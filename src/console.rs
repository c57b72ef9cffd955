use std::io::{self, BufRead, Write};

use chrono::NaiveDate;
use thiserror::Error;
use tracing::warn;

use crate::chart::{ChartSink, TerminalChart};
use crate::core::{
    ContributionPlan, Frequency, MAX_DRAWS, MAX_SIMULATIONS, MAX_YEARS, ProjectionError,
    SimulationParams, draw_count,
};
use crate::data::{DateRange, PriceSource};
use crate::pipeline::{PipelineError, ProjectionReport, ProjectionRequest, run_projection};

const DATE_FORMAT: &str = "%Y-%m-%d";

const WELCOME: &str = "\
WELCOME!
==============
This tool provides investment projections based on historical data to help you visualize potential outcomes. Remember, past performance doesn't dictate future results.
While these insights can be useful, they're not tailored financial advice. If you're making big financial decisions, having a chat with a financial advisor is always a good idea!
Have fun exploring and always invest wisely!
==============
";
const GOODBYE: &str = "\nThank you for using the investment projector. See you again!";

const ASK_TICKER: &str =
    "Which stock or index are you interested in? (e.g., AAPL for Apple or ^GSPC for S&P 500): ";
const ASK_START: &str = "From which date should we begin the backtest? (format: YYYY-MM-DD): ";
const ASK_END: &str =
    "Until which date should the backtest run? (format: YYYY-MM-DD, leave empty for today): ";
const ASK_MODE: &str =
    "Would you like to invest as a lump sum or periodically? (Enter 'lump sum' or 'periodic'): ";
const ASK_LUMP_PRINCIPAL: &str = "How much are you thinking of investing initially (in USD)? ";
const ASK_UPFRONT_PRINCIPAL: &str =
    "How much are you investing upfront (in USD), excluding any periodic contributions? ";
const ASK_CONTRIBUTION: &str = "How much will you invest periodically (in USD)? ";
const ASK_FREQUENCY: &str = "How often will you make this investment? (Enter 'daily', 'weekly', 'monthly', or 'yearly'): ";
const ASK_YEARS: &str = "Over how many years are you considering this investment? ";
const ASK_SIMULATIONS: &str = "To make our projections robust, we'll run several simulations. How many simulations would you like? (typically 1000 or more): ";
const ASK_AGAIN: &str = "\nWould you like to test another investment? Enter 'yes' to continue or any other key to exit: ";

#[derive(Debug, Error)]
pub enum InputError {
    #[error(transparent)]
    Io(#[from] io::Error),

    #[error("input closed")]
    EndOfInput,

    #[error("'{value}' is not a valid {field}")]
    InvalidNumber { field: &'static str, value: String },

    #[error("{field} must be {expected}, got {value}")]
    OutOfRange {
        field: &'static str,
        expected: String,
        value: String,
    },

    #[error("'{0}' is not a date in YYYY-MM-DD format")]
    InvalidDate(String),

    #[error("unknown investment mode '{0}' (enter 'lump sum' or 'periodic')")]
    InvalidMode(String),

    #[error(transparent)]
    Frequency(#[from] ProjectionError),
}

pub struct Console<R, W> {
    input: R,
    output: W,
}

impl<R: BufRead, W: Write> Console<R, W> {
    pub fn new(input: R, output: W) -> Self {
        Self { input, output }
    }

    pub fn into_output(self) -> W {
        self.output
    }

    fn prompt(&mut self, question: &str) -> Result<String, InputError> {
        write!(self.output, "{question}")?;
        self.output.flush()?;

        let mut line = String::new();
        if self.input.read_line(&mut line)? == 0 {
            return Err(InputError::EndOfInput);
        }
        Ok(line.trim().to_string())
    }

    pub fn read_request(
        &mut self,
        today: NaiveDate,
        seed: Option<u64>,
    ) -> Result<ProjectionRequest, InputError> {
        let ticker = self.prompt(ASK_TICKER)?;
        let start = parse_date(&self.prompt(ASK_START)?)?;
        let end = match self.prompt(ASK_END)? {
            answer if answer.is_empty() => today,
            answer => parse_date(&answer)?,
        };

        let mode = self.prompt(ASK_MODE)?.to_lowercase();
        let (principal, contribution) = match mode.as_str() {
            "lump sum" => {
                let principal = parse_amount("principal", &self.prompt(ASK_LUMP_PRINCIPAL)?)?;
                (principal, ContributionPlan::LumpSum)
            }
            "periodic" => {
                let principal =
                    parse_amount("principal", &self.prompt(ASK_UPFRONT_PRINCIPAL)?)?;
                let amount = parse_amount("contribution", &self.prompt(ASK_CONTRIBUTION)?)?;
                let frequency: Frequency = self.prompt(ASK_FREQUENCY)?.parse()?;
                (principal, ContributionPlan::Periodic { amount, frequency })
            }
            _ => return Err(InputError::InvalidMode(mode)),
        };

        let years = parse_count("number of years", &self.prompt(ASK_YEARS)?, MAX_YEARS)?;
        let simulations = parse_count(
            "simulation count",
            &self.prompt(ASK_SIMULATIONS)?,
            MAX_SIMULATIONS,
        )?;
        if draw_count(years, simulations) > MAX_DRAWS {
            return Err(InputError::OutOfRange {
                field: "years times simulations",
                expected: format!("at most {MAX_DRAWS}"),
                value: draw_count(years, simulations).to_string(),
            });
        }

        Ok(ProjectionRequest {
            ticker,
            range: DateRange { start, end },
            params: SimulationParams {
                principal,
                contribution,
                years,
                simulations,
            },
            seed,
        })
    }

    pub async fn run<S: PriceSource>(
        &mut self,
        source: &S,
        today: NaiveDate,
        seed: Option<u64>,
    ) -> io::Result<()> {
        writeln!(self.output, "{WELCOME}")?;

        loop {
            match self.read_request(today, seed) {
                Ok(request) => match run_projection(source, &request).await {
                    Ok(report) => {
                        print_report(&mut self.output, &report)?;
                    }
                    Err(err) => {
                        warn!(error = %err, ticker = %request.ticker, "projection failed");
                        print_pipeline_error(&mut self.output, &err)?;
                    }
                },
                Err(InputError::EndOfInput) => return Ok(()),
                Err(InputError::Io(err)) => return Err(err),
                Err(err) => writeln!(self.output, "\nInvalid input: {err}")?,
            }

            match self.prompt(ASK_AGAIN) {
                Ok(answer) if answer.eq_ignore_ascii_case("yes") => continue,
                Ok(_) => {
                    writeln!(self.output, "{GOODBYE}")?;
                    return Ok(());
                }
                Err(InputError::Io(err)) => return Err(err),
                Err(_) => return Ok(()),
            }
        }
    }
}

pub fn print_report<W: Write>(out: &mut W, report: &ProjectionReport) -> io::Result<()> {
    let stats = report.history.stats;
    writeln!(out)?;
    writeln!(out, "Average Annual Return: {:.2}%", stats.mean * 100.0)?;
    writeln!(out, "Standard Deviation of Returns: {:.2}%", stats.std_dev * 100.0)?;

    TerminalChart::new(&mut *out).render(&report.chart)?;

    let summary = report.analysis.summary;
    writeln!(out)?;
    writeln!(out, "Mean projected value: {:.2}", summary.mean)?;
    writeln!(out, "Median projected value: {:.2}", summary.median)?;
    writeln!(
        out,
        "Probability of ending below principal: {:.1}%",
        summary.probability_of_loss * 100.0
    )?;
    writeln!(out)?;
    for observation in &report.analysis.observations {
        writeln!(out, "{observation}")?;
    }
    Ok(())
}

fn print_pipeline_error<W: Write>(out: &mut W, err: &PipelineError) -> io::Result<()> {
    match err {
        PipelineError::Fetch(fetch) => {
            writeln!(
                out,
                "\nError fetching data. Please check your ticker and date inputs."
            )?;
            writeln!(out, "Details: {fetch}")?;
            if fetch.is_transient() {
                writeln!(out, "The data provider may be temporarily unreachable.")?;
            }
        }
        other => writeln!(out, "\n{other}")?,
    }
    Ok(())
}

fn parse_date(value: &str) -> Result<NaiveDate, InputError> {
    NaiveDate::parse_from_str(value, DATE_FORMAT).map_err(|_| InputError::InvalidDate(value.into()))
}

fn parse_amount(field: &'static str, value: &str) -> Result<f64, InputError> {
    let amount: f64 = value.parse().map_err(|_| InputError::InvalidNumber {
        field,
        value: value.into(),
    })?;
    if !amount.is_finite() || amount < 0.0 {
        return Err(InputError::OutOfRange {
            field,
            expected: "a non-negative amount".into(),
            value: value.into(),
        });
    }
    Ok(amount)
}

fn parse_count(field: &'static str, value: &str, max: u32) -> Result<u32, InputError> {
    let count: u32 = value.parse().map_err(|_| InputError::InvalidNumber {
        field,
        value: value.into(),
    })?;
    if count == 0 || count > max {
        return Err(InputError::OutOfRange {
            field,
            expected: format!("between 1 and {max}"),
            value: value.into(),
        });
    }
    Ok(count)
}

---

> _PROBLEM_: Find how many lines of the listing include the string "will" and give that number, nothing else.

> _RESPONSE TO THIS EXERCISE_: 2